PROBLEM TO WORK ON ::
The lines to copy are those in the records below that hold the word "crate".
.....
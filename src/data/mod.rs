//! Data access layer for notes and todos.
//!
//! Each operation takes the caller's [`SessionContext`] and performs one
//! document-store call (or one atomic read-modify-write) in that user's
//! partition. Failures are returned as typed [`AppError`]s.

mod clock;
mod notes;
mod subscription;
mod todos;

pub use clock::Clock;
pub use subscription::SubscriptionHandle;

use std::sync::Arc;

use chrono::{DateTime, Utc};
use serde::de::DeserializeOwned;
use serde_json::Value;

use crate::db::{
    decode_document, encode_document, CollectionPath, Document, DocumentMutation, DocumentStore,
    OrderBy,
};
use crate::errors::AppError;
use crate::models::{timestamp, Item, ItemKind, UserProfile};
use crate::session::SessionContext;

/// Field every listing is ordered by, newest first.
pub const UPDATED_AT_FIELD: &str = "updatedAt";

/// Entry point for every note and todo operation.
#[derive(Clone)]
pub struct DataAccess {
    store: Arc<dyn DocumentStore>,
    clock: Arc<Clock>,
}

impl DataAccess {
    pub fn new(store: Arc<dyn DocumentStore>) -> Self {
        Self {
            store,
            clock: Arc::new(Clock::new()),
        }
    }

    pub fn store(&self) -> &Arc<dyn DocumentStore> {
        &self.store
    }

    fn collection(ctx: &SessionContext, kind: ItemKind) -> CollectionPath {
        CollectionPath::for_user(&ctx.user_id, kind)
    }

    /// Set the update timestamp of a note or todo to now.
    ///
    /// Content updates leave the timestamp alone; callers touch it when the
    /// edit should move the item to the top of the feed.
    pub async fn touch_updated_at(
        &self,
        ctx: &SessionContext,
        kind: ItemKind,
        id: &str,
    ) -> Result<DateTime<Utc>, AppError> {
        let clock = self.clock.clone();
        let mutation: DocumentMutation = Box::new(move |doc: &mut Document| {
            let now = clock.now();
            doc.insert(
                UPDATED_AT_FIELD.to_string(),
                Value::String(timestamp::format(&now)),
            );
            Ok(())
        });

        let data = self
            .store
            .modify(&Self::collection(ctx, kind), id, mutation)
            .await?;

        data.get(UPDATED_AT_FIELD)
            .and_then(Value::as_str)
            .and_then(|raw| timestamp::parse(raw).ok())
            .ok_or_else(|| AppError::Internal(format!("{} {} lost its timestamp", kind.label(), id)))
    }

    /// Delete a note or todo. Deleting a missing item succeeds.
    pub async fn delete(
        &self,
        ctx: &SessionContext,
        kind: ItemKind,
        id: &str,
    ) -> Result<(), AppError> {
        self.store.delete(&Self::collection(ctx, kind), id).await
    }

    /// Notes and todos together, newest update first.
    pub async fn list_items(&self, ctx: &SessionContext) -> Result<Vec<Item>, AppError> {
        let notes = self.list_notes(ctx).await?;
        let todos = self.list_todos(ctx).await?;

        let mut items: Vec<Item> = notes
            .into_iter()
            .map(Item::Note)
            .chain(todos.into_iter().map(Item::Todo))
            .collect();
        items.sort_by(|a, b| b.updated_at().cmp(&a.updated_at()));
        Ok(items)
    }

    /// Store the profile document at `users/{uid}`.
    pub async fn save_profile(
        &self,
        ctx: &SessionContext,
        profile: &UserProfile,
    ) -> Result<(), AppError> {
        self.store
            .set(
                &CollectionPath::users(),
                ctx.user_id.as_str(),
                encode_document(profile)?,
            )
            .await
    }

    pub async fn get_profile(&self, ctx: &SessionContext) -> Result<Option<UserProfile>, AppError> {
        self.store
            .get(&CollectionPath::users(), ctx.user_id.as_str())
            .await?
            .map(decode_document)
            .transpose()
    }

    /// Profile picture URL, if the identity provider supplied one.
    pub async fn user_pic_url(&self, ctx: &SessionContext) -> Result<Option<String>, AppError> {
        Ok(self
            .get_profile(ctx)
            .await?
            .and_then(|p| p.user_pic_url)
            .filter(|url| !url.is_empty()))
    }

    async fn list<T: DeserializeOwned>(
        &self,
        ctx: &SessionContext,
        kind: ItemKind,
    ) -> Result<Vec<T>, AppError> {
        load_collection(self.store.as_ref(), &Self::collection(ctx, kind)).await
    }

    async fn get<T: DeserializeOwned>(
        &self,
        ctx: &SessionContext,
        kind: ItemKind,
        id: &str,
    ) -> Result<Option<T>, AppError> {
        self.store
            .get(&Self::collection(ctx, kind), id)
            .await?
            .map(decode_document)
            .transpose()
    }
}

/// One query snapshot of a collection, newest update first.
pub(crate) async fn load_collection<T: DeserializeOwned>(
    store: &dyn DocumentStore,
    collection: &CollectionPath,
) -> Result<Vec<T>, AppError> {
    store
        .query(collection, &OrderBy::desc(UPDATED_AT_FIELD))
        .await?
        .into_iter()
        .map(decode_document)
        .collect()
}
.....
REPLY TO THE TASK ::
use crate::db::{
use crate::errors::AppError;
use crate::models::{timestamp, Item, ItemKind, UserProfile};
use crate::session::SessionContext;
pub(crate) async fn load_collection<T: DeserializeOwned>(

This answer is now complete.